Directions for this task:
All lines in the data below carrying the string "warn" are to be located and copied.

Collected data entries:
______________________________

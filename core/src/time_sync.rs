//! Drift-corrected date/time display
//!
//! The scheduler fires once per minute, just after the minute boundary. Each
//! firing fetches the authoritative time and re-arms from the observed
//! second, so local timer jitter never accumulates: a firing that lands at
//! hh:mm:03 re-arms 57.1 s later, one at hh:mm:00 re-arms 60.1 s later.
//!
//! Only fields whose text changed are redrawn. At 13:00, and at 17:30 on
//! weekdays, the regular redraw is replaced by a full-panel celebration.

use embassy_sync::blocking_mutex::raw::RawMutex;
use embassy_time::{Duration, Instant};
use heapless::Vec;
use log::{debug, info, warn};

use crate::arbiter::DisplayArbiter;
use crate::config::{ClockConfig, MILLIS_PER_MINUTE, MILLIS_PER_SECOND};
use crate::fetch::SampleSource;
use crate::render::{self, Field, Surface};
use crate::sample::{FieldText, TimeSample, two_digits};
use crate::timebase::Timebase;

/// Delay from an observation at `second` until just after the next minute
pub fn next_fire_delay(second: u8, padding: Duration) -> Duration {
    let to_boundary = MILLIS_PER_MINUTE.saturating_sub(MILLIS_PER_SECOND * u32::from(second));
    Duration::from_millis(u64::from(to_boundary)) + padding
}

/// Full-panel animation replacing a regular redraw
#[derive(Debug, Clone, Copy, PartialEq, Eq)]
pub enum Celebration {
    /// 17:30, Monday to Friday
    WorkDone,
    /// 13:00, every day
    Lunch,
}

impl Celebration {
    pub fn for_sample(sample: &TimeSample) -> Option<Self> {
        match (sample.hour, sample.minute) {
            (17, 30) if !sample.is_weekend() => Some(Celebration::WorkDone),
            (13, 0) => Some(Celebration::Lunch),
            _ => None,
        }
    }

    pub fn banner(self) -> [&'static str; 2] {
        match self {
            Celebration::WorkDone => ["You're", "Done!"],
            Celebration::Lunch => ["Lunch", "Time!"],
        }
    }
}

/// What one firing drew
#[derive(Debug, Clone, PartialEq, Eq)]
pub enum Redraw {
    /// The fetch failed; nothing was drawn and nothing recorded
    Stale,
    /// Changed fields only, one arbiter acquisition each
    Fields(Vec<(Field, FieldText), 4>),
    Celebrate(Celebration),
}

/// The last text drawn per field; empty until first drawn
#[derive(Debug, Default, Clone, PartialEq, Eq)]
pub struct PreviousFields {
    text: [FieldText; 4],
}

impl PreviousFields {
    pub fn get(&self, field: Field) -> &str {
        &self.text[field as usize]
    }

    fn set(&mut self, field: Field, text: FieldText) {
        self.text[field as usize] = text;
    }
}

pub struct TimeSyncScheduler {
    next_fire_at: Instant,
    latest: Option<TimeSample>,
    previous: PreviousFields,
    /// (day, hour, minute) of the last celebration, so a second firing in
    /// the same minute does not replay it
    celebrated: Option<(u8, u8, u8)>,
}

impl TimeSyncScheduler {
    pub fn new(now: Instant, config: &ClockConfig) -> Self {
        Self {
            next_fire_at: now + config.first_sync_delay,
            latest: None,
            previous: PreviousFields::default(),
            celebrated: None,
        }
    }

    pub fn next_fire_at(&self) -> Instant {
        self.next_fire_at
    }

    pub fn is_due(&self, now: Instant) -> bool {
        now >= self.next_fire_at
    }

    /// Most recent successful observation
    pub fn latest(&self) -> Option<&TimeSample> {
        self.latest.as_ref()
    }

    pub fn previous(&self) -> &PreviousFields {
        &self.previous
    }

    /// Re-arm from an observed second
    fn rearm(&mut self, now: Instant, second: u8, padding: Duration) {
        let delay = next_fire_delay(second, padding);
        self.next_fire_at = now + delay;
        debug!("Next time sync in {} ms", delay.as_millis());
    }

    /// Decide what `sample` requires on screen, without drawing
    pub fn plan(&self, sample: &TimeSample) -> Redraw {
        if let Some(celebration) = Celebration::for_sample(sample) {
            let key = (sample.day, sample.hour, sample.minute);
            if self.celebrated != Some(key) {
                return Redraw::Celebrate(celebration);
            }
        }

        let mut changed = Vec::new();
        for field in Field::ALL {
            let text = two_digits(field.value(sample));
            if self.previous.get(field) != text.as_str() {
                // Capacity is exactly the number of fields
                let _ = changed.push((field, text));
            }
        }
        Redraw::Fields(changed)
    }

    /// Record that `redraw` for `sample` is now on screen
    pub fn commit(&mut self, sample: TimeSample, redraw: &Redraw) {
        match redraw {
            Redraw::Stale => return,
            Redraw::Fields(fields) => {
                for (field, text) in fields {
                    self.previous.set(*field, text.clone());
                }
            }
            Redraw::Celebrate(_) => {
                for field in Field::ALL {
                    self.previous.set(field, two_digits(field.value(&sample)));
                }
                self.celebrated = Some((sample.day, sample.hour, sample.minute));
            }
        }
        self.latest = Some(sample);
    }

    /// Fetch, re-arm and redraw
    pub async fn fire<M, D, S, T>(
        &mut self,
        config: &ClockConfig,
        timebase: &T,
        arbiter: &DisplayArbiter<M, D>,
        source: &S,
    ) -> Redraw
    where
        M: RawMutex,
        D: Surface,
        S: SampleSource,
        T: Timebase,
    {
        let result = source.fetch_time().await;
        let now = timebase.now();

        let sample = match result {
            Ok(sample) => sample,
            Err(e) => {
                warn!("Keeping stale time after fetch failure: {}", e);
                // Without any observation yet the minute is assumed to have just begun
                let stale_second = self.latest.as_ref().map_or(0, |s| s.second);
                self.rearm(now, stale_second, config.api_padding);
                return Redraw::Stale;
            }
        };

        self.rearm(now, sample.second, config.api_padding);
        let redraw = self.plan(&sample);

        match &redraw {
            Redraw::Stale => {}
            Redraw::Fields(fields) => {
                for (field, text) in fields {
                    arbiter
                        .with_exclusive_access(field.region(), |surface| render::draw_field(surface, *field, text))
                        .await;
                }
            }
            Redraw::Celebrate(celebration) => {
                info!("Celebrating {:?} at {:02}:{:02}", celebration, sample.hour, sample.minute);
                celebrate(config, timebase, arbiter, *celebration, &sample).await;
            }
        }

        self.commit(sample, &redraw);
        redraw
    }
}

/// Colour-cycle the banner over the whole panel, then redraw the full time
///
/// The surface stays acquired for the whole animation.
async fn celebrate<M, D, T>(
    config: &ClockConfig,
    timebase: &T,
    arbiter: &DisplayArbiter<M, D>,
    celebration: Celebration,
    sample: &TimeSample,
) where
    M: RawMutex,
    D: Surface,
    T: Timebase,
{
    let mut surface = arbiter.acquire().await;
    render::clear_all(&mut *surface);
    for frame in 0..config.celebration_frames {
        render::draw_banner(&mut *surface, celebration.banner(), render::hue_color(frame));
        timebase.sleep(config.celebration_frame_delay).await;
    }
    render::draw_full_time(&mut *surface, sample);
}

#[cfg(test)]
mod tests {
    use super::*;
    use crate::fetch::FetchError;
    use crate::render::{BLACK, CYAN};
    use crate::testing::{FakeTimebase, ScriptedSource, sample, surface};
    use embassy_futures::block_on;
    use embassy_sync::blocking_mutex::raw::NoopRawMutex;
    use embedded_graphics::mock_display::MockDisplay;
    use embedded_graphics::pixelcolor::Rgb565;
    use embedded_graphics::prelude::*;
    use proptest::prelude::*;

    type Arbiter = DisplayArbiter<NoopRawMutex, MockDisplay<Rgb565>>;

    fn fields(redraw: &Redraw) -> std::vec::Vec<Field> {
        match redraw {
            Redraw::Fields(fields) => fields.iter().map(|(f, _)| *f).collect(),
            other => panic!("expected field redraw, got {:?}", other),
        }
    }

    proptest! {
        #[test]
        fn prop_next_delay_lands_after_minute_boundary(second in 0u8..60) {
            let delay = next_fire_delay(second, Duration::from_millis(100)).as_millis();
            prop_assert_eq!(delay, 60_000 - 1_000 * u64::from(second) + 100);
            prop_assert!((100..=60_100).contains(&delay));
        }
    }

    #[test]
    fn test_first_plan_draws_every_field() {
        let config = ClockConfig::default();
        let scheduler = TimeSyncScheduler::new(Instant::from_millis(0), &config);
        let redraw = scheduler.plan(&sample(9, 3, 8, 5, 20, "Monday"));
        assert_eq!(fields(&redraw), [Field::Day, Field::Month, Field::Hour, Field::Minute]);
        if let Redraw::Fields(f) = &redraw {
            assert_eq!(f[0].1.as_str(), "09");
            assert_eq!(f[3].1.as_str(), "05");
        }
    }

    #[test]
    fn test_identical_sample_draws_nothing_second_time() {
        let config = ClockConfig::default();
        let mut scheduler = TimeSyncScheduler::new(Instant::from_millis(0), &config);
        let now = sample(9, 3, 8, 5, 20, "Monday");

        let first = scheduler.plan(&now);
        scheduler.commit(now.clone(), &first);
        let second = scheduler.plan(&now);

        assert_eq!(second, Redraw::Fields(Vec::new()));
    }

    #[test]
    fn test_minute_change_redraws_only_minute() {
        let config = ClockConfig::default();
        let mut scheduler = TimeSyncScheduler::new(Instant::from_millis(0), &config);
        let before = sample(9, 3, 8, 5, 59, "Monday");
        let first = scheduler.plan(&before);
        scheduler.commit(before, &first);

        let redraw = scheduler.plan(&sample(9, 3, 8, 6, 0, "Monday"));
        assert_eq!(fields(&redraw), [Field::Minute]);
    }

    #[test]
    fn test_celebration_guard() {
        let config = ClockConfig::default();
        let scheduler = TimeSyncScheduler::new(Instant::from_millis(0), &config);

        let plan = |h, m, weekday| scheduler.plan(&sample(14, 6, h, m, 0, weekday));
        assert_eq!(plan(17, 30, "Friday"), Redraw::Celebrate(Celebration::WorkDone));
        assert!(matches!(plan(17, 29, "Friday"), Redraw::Fields(_)));
        assert!(matches!(plan(17, 31, "Friday"), Redraw::Fields(_)));
        assert!(matches!(plan(17, 30, "Saturday"), Redraw::Fields(_)));
        assert!(matches!(plan(17, 30, "Sunday"), Redraw::Fields(_)));
        assert_eq!(plan(13, 0, "Sunday"), Redraw::Celebrate(Celebration::Lunch));
        assert!(matches!(plan(13, 1, "Tuesday"), Redraw::Fields(_)));
    }

    #[test]
    fn test_celebration_runs_once_per_minute_and_records_all_fields() {
        let config = ClockConfig {
            celebration_frames: 3,
            ..ClockConfig::default()
        };
        let timebase = FakeTimebase::new();
        let arbiter: Arbiter = DisplayArbiter::new(surface());
        let source = ScriptedSource::new();
        source.push_time(Ok(sample(14, 6, 17, 30, 0, "Friday")));
        source.push_time(Ok(sample(14, 6, 17, 30, 40, "Friday")));

        let mut scheduler = TimeSyncScheduler::new(timebase.now(), &config);
        let first = block_on(scheduler.fire(&config, &timebase, &arbiter, &source));
        let second = block_on(scheduler.fire(&config, &timebase, &arbiter, &source));

        assert_eq!(first, Redraw::Celebrate(Celebration::WorkDone));
        assert_eq!(second, Redraw::Fields(Vec::new()));
        assert_eq!(scheduler.previous().get(Field::Hour), "17");
        assert_eq!(scheduler.previous().get(Field::Minute), "30");
        assert_eq!(scheduler.previous().get(Field::Day), "14");
        assert_eq!(scheduler.previous().get(Field::Month), "06");
        // Three animation frames, then the time is back on a blank panel
        assert_eq!(timebase.slept().len(), 3);
        let display = arbiter.into_inner();
        assert_eq!(display.get_pixel(Point::new(5, 28)), Some(BLACK));
    }

    #[test]
    fn test_fire_rearms_from_observed_second() {
        let config = ClockConfig::default();
        let timebase = FakeTimebase::new();
        let arbiter: Arbiter = DisplayArbiter::new(surface());
        let source = ScriptedSource::new();
        source.push_time(Ok(sample(9, 3, 8, 5, 42, "Monday")));

        let mut scheduler = TimeSyncScheduler::new(timebase.now(), &config);
        assert_eq!(scheduler.next_fire_at(), Instant::from_millis(1_000));
        timebase.advance(Duration::from_millis(1_000));
        block_on(scheduler.fire(&config, &timebase, &arbiter, &source));

        assert_eq!(scheduler.next_fire_at(), Instant::from_millis(1_000 + 18_100));
        let display = arbiter.into_inner();
        let minute_lit = (52..64).any(|x| (0..8).any(|y| display.get_pixel(Point::new(x, y)) == Some(CYAN)));
        assert!(minute_lit);
    }

    #[test]
    fn test_malformed_body_keeps_stale_state_and_rearms() {
        let config = ClockConfig::default();
        let timebase = FakeTimebase::new();
        let arbiter: Arbiter = DisplayArbiter::new(surface());
        let source = ScriptedSource::new();
        let good = sample(9, 3, 8, 5, 30, "Monday");
        source.push_time(Ok(good.clone()));
        source.push_time(Err(FetchError::Json));

        let mut scheduler = TimeSyncScheduler::new(timebase.now(), &config);
        block_on(scheduler.fire(&config, &timebase, &arbiter, &source));
        let previous = scheduler.previous().clone();

        timebase.advance(Duration::from_millis(30_100));
        let redraw = block_on(scheduler.fire(&config, &timebase, &arbiter, &source));

        assert_eq!(redraw, Redraw::Stale);
        assert_eq!(scheduler.latest(), Some(&good));
        assert_eq!(scheduler.previous(), &previous);
        // Re-armed from the stale second (30): 30.1 s after this firing
        assert_eq!(scheduler.next_fire_at(), Instant::from_millis(30_100 + 30_100));
    }

    #[test]
    fn test_failure_before_any_sample_rearms_a_minute_out() {
        let config = ClockConfig::default();
        let timebase = FakeTimebase::new();
        let arbiter: Arbiter = DisplayArbiter::new(surface());
        let source = ScriptedSource::new();
        source.push_time(Err(FetchError::Transport));

        let mut scheduler = TimeSyncScheduler::new(timebase.now(), &config);
        let redraw = block_on(scheduler.fire(&config, &timebase, &arbiter, &source));

        assert_eq!(redraw, Redraw::Stale);
        assert!(scheduler.latest().is_none());
        assert_eq!(scheduler.next_fire_at(), Instant::from_millis(60_100));
        assert_eq!(scheduler.previous(), &PreviousFields::default());
    }
}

______________________________

Result below:
use log::{debug, info, warn};
                warn!("Keeping stale time after fetch failure: {}", e);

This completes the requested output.